写真の真偽はともかく、点をとれなければ、ここで何かが終わってしまう。
試験が終わったら、一歌に聞いてみよう。
一歌は俺に嘘をつかない。都合の悪いことでも、ちゃんと答えてくれる。
よし、今はそれでいい。
俺の中で、一歌の正直さは揺らいでいない。
パァン!!!!
俺は自分の両頬を思い切り叩いた。
一斉に視線が集まる。
頬がジンジンして、……それがなくなると、なぜか右頬には、昨日、一歌がしてくれたキスの感触が残った。
柔らかい唇。
その唇から聞こえてくる。
「蒼くんは、わたしの宝物だよ♡」
あの言葉は、絶対本物だ。
やるしかない。
時計を見ると、残り時間は20分を切っていた。
問題に目を通すと、全く分からない問題はなさそうだった。
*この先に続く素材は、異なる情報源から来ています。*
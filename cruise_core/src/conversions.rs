//! `From` implementations bridging `cruise_config` types to `cruise_core` types.

use crate::config::{AccelCfg, ChimeCfg, CruiseParams, FollowCfg, SetSpeedCfg};
use crate::runner::ScriptTick;
use crate::state::TickInputs;
use crate::units::mph_to_ms;

// ── SetSpeedCfg ──────────────────────────────────────────────────────────────

impl From<&cruise_config::SetSpeedCfg> for SetSpeedCfg {
    fn from(c: &cruise_config::SetSpeedCfg) -> Self {
        Self {
            min_mph: c.min_mph,
            max_mph: c.max_mph,
            long_press_ticks: c.long_press_ticks,
            short_step_mph: c.short_step_mph,
            long_step_mph: c.long_step_mph,
            gas_release_ticks: c.gas_release_ticks,
        }
    }
}

// ── AccelCfg ─────────────────────────────────────────────────────────────────

impl From<&cruise_config::AccelCfg> for AccelCfg {
    fn from(c: &cruise_config::AccelCfg) -> Self {
        Self {
            hyst_gap: c.hyst_gap,
            min: c.min,
            max: c.max,
            smoothing_factor: c.smoothing_factor,
        }
    }
}

// ── ChimeCfg / FollowCfg ─────────────────────────────────────────────────────

impl From<&cruise_config::ChimeCfg> for ChimeCfg {
    fn from(c: &cruise_config::ChimeCfg) -> Self {
        Self {
            chime_ticks: c.chime_ticks,
            gap_ticks: c.gap_ticks,
        }
    }
}

impl From<&cruise_config::FollowCfg> for FollowCfg {
    fn from(c: &cruise_config::FollowCfg) -> Self {
        Self { initial: c.initial }
    }
}

// ── CruiseParams ─────────────────────────────────────────────────────────────

impl From<&cruise_config::Config> for CruiseParams {
    fn from(c: &cruise_config::Config) -> Self {
        Self {
            set_speed: (&c.set_speed).into(),
            accel: (&c.accel).into(),
            chime: (&c.chime).into(),
            follow: (&c.follow).into(),
            tick_rate_hz: c.runner.tick_rate_hz,
        }
    }
}

// ── Tick script rows ─────────────────────────────────────────────────────────

impl From<&cruise_config::TickRow> for ScriptTick {
    fn from(r: &cruise_config::TickRow) -> Self {
        Self {
            inputs: TickInputs {
                set_speed: r.set_speed_mph.map_or(0.0, mph_to_ms),
                acc_enabled: r.acc_enabled,
                acc_enabled_prev: r.acc_enabled_prev.unwrap_or(false),
                setplus: r.setplus,
                setminus: r.setminus,
                resbut: r.resbut,
                vego: mph_to_ms(r.vego_mph),
                gas: r.gas,
                has_lead: r.has_lead,
                dist_dec: r.dist_dec,
                dist_inc: r.dist_inc,
                acc_available: r.acc_available,
                mute: r.mute,
            },
            accel_request: r.accel,
            explicit_set_speed: r.set_speed_mph.is_some(),
            explicit_enabled_prev: r.acc_enabled_prev.is_some(),
        }
    }
}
たぶん、一歌が作ってくれたノートに網羅されていたんだと思う。
「このノート、過去問を検討して、厳選し尽くした内容だし? ちゃんと感謝したまえ」
「って、一歌、過去問くれるような友達いるの?」
「……それ、失礼だし!!」
一歌がノートで扇ぎながら、そんなことを言っていたが、本当だったみたいだ。
一歌は字を書くのが遅いし、友達も少ない。あのノートを作るのに、どれだけの時間をかけてくれたのだろう。
それなのに、ちゃんと全問を検討してる時間がない。吐き出せば解ける問題を優先しないと。
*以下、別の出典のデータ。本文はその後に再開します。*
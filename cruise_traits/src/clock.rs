use std::sync::{Arc, Mutex};
use std::thread;
use std::time::{Duration, Instant};

/// Monotonic clock used to pace the control loop at its tick rate.
///
/// - now(): returns a monotonic Instant
/// - sleep(): waits for the provided duration (implementations may simulate)
/// - us_since(): elapsed microseconds from an epoch Instant
pub trait Clock {
    fn now(&self) -> Instant;
    fn sleep(&self, d: Duration);

    /// Microseconds elapsed since `epoch`, saturating at 0 on underflow.
    fn us_since(&self, epoch: Instant) -> u64 {
        let dur = self.now().saturating_duration_since(epoch);
        u64::try_from(dur.as_micros()).unwrap_or(u64::MAX)
    }
}

/// Wall-clock implementation backed by `std::time::Instant`.
#[derive(Debug, Default, Clone, Copy)]
pub struct MonotonicClock;

impl MonotonicClock {
    #[inline]
    pub fn new() -> Self {
        Self
    }
}

impl Clock for MonotonicClock {
    #[inline]
    fn now(&self) -> Instant {
        Instant::now()
    }

    #[inline]
    fn sleep(&self, d: Duration) {
        if d.is_zero() {
            return;
        }
        thread::sleep(d);
    }
}

/// Deterministic clock whose time only moves when advanced.
///
/// now() = origin + offset
/// sleep(d) advances the offset by d without blocking, so a paced replay
/// of N ticks finishes instantly while still accounting N periods.
#[derive(Debug, Clone)]
pub struct ManualClock {
    origin: Instant,
    offset: Arc<Mutex<Duration>>,
}

impl Default for ManualClock {
    fn default() -> Self {
        Self::new()
    }
}

impl ManualClock {
    pub fn new() -> Self {
        Self {
            origin: Instant::now(),
            offset: Arc::new(Mutex::new(Duration::ZERO)),
        }
    }

    /// Advance the clock by the given duration.
    pub fn advance(&self, d: Duration) {
        if let Ok(mut off) = self.offset.lock() {
            *off = off.saturating_add(d);
        }
    }

    /// Total simulated time since construction.
    pub fn elapsed(&self) -> Duration {
        self.offset.lock().map(|g| *g).unwrap_or(Duration::ZERO)
    }
}

impl Clock for ManualClock {
    fn now(&self) -> Instant {
        self.origin + self.elapsed()
    }

    fn sleep(&self, d: Duration) {
        self.advance(d);
    }
}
焦って浮き足立つ気持ちを押さえつけて、問題を解いていく。
……間に合うか?
「終了5分前。ここからは、途中退室はできません」
試験官がアナウンスした。
45点に足りてるか?
数えてみる。
解けたのは8問。
1問は5点。
あと1問足りない。
どれか解けそうな問題は……
あ、これsinの加法定理で解ける。
えと、なんだっけ。
やばい。
もう時間がない。
気が急いてしまって、公式が思い出せない。
すると、どこからか。
一歌の声が聞こえた気がした。
昨日の一歌との会話が鮮明に甦る。
「続きは、これ答えられたらね♡ ……ぶーっ♡ sin(α + β) = sinαcosβ + cosαsinβだよ……」
……あとは、これを当てはめて……。
「試験終了。すぐにペンを置くように。今から文字を書いた者はカンニングとみなして……」
試験官が注意事項を説明して、再試験は終わった。
「ふーっ」
俺は大きなため息をついた。
やれるだけのことはやった。
ミスがなければ、45点はとれているハズだ。
脳が疲れて、何も考えられない。
とりあえず、帰って寝るか。
「……蒼くん。どうだった?」
校門を出ると、一歌が立っていた。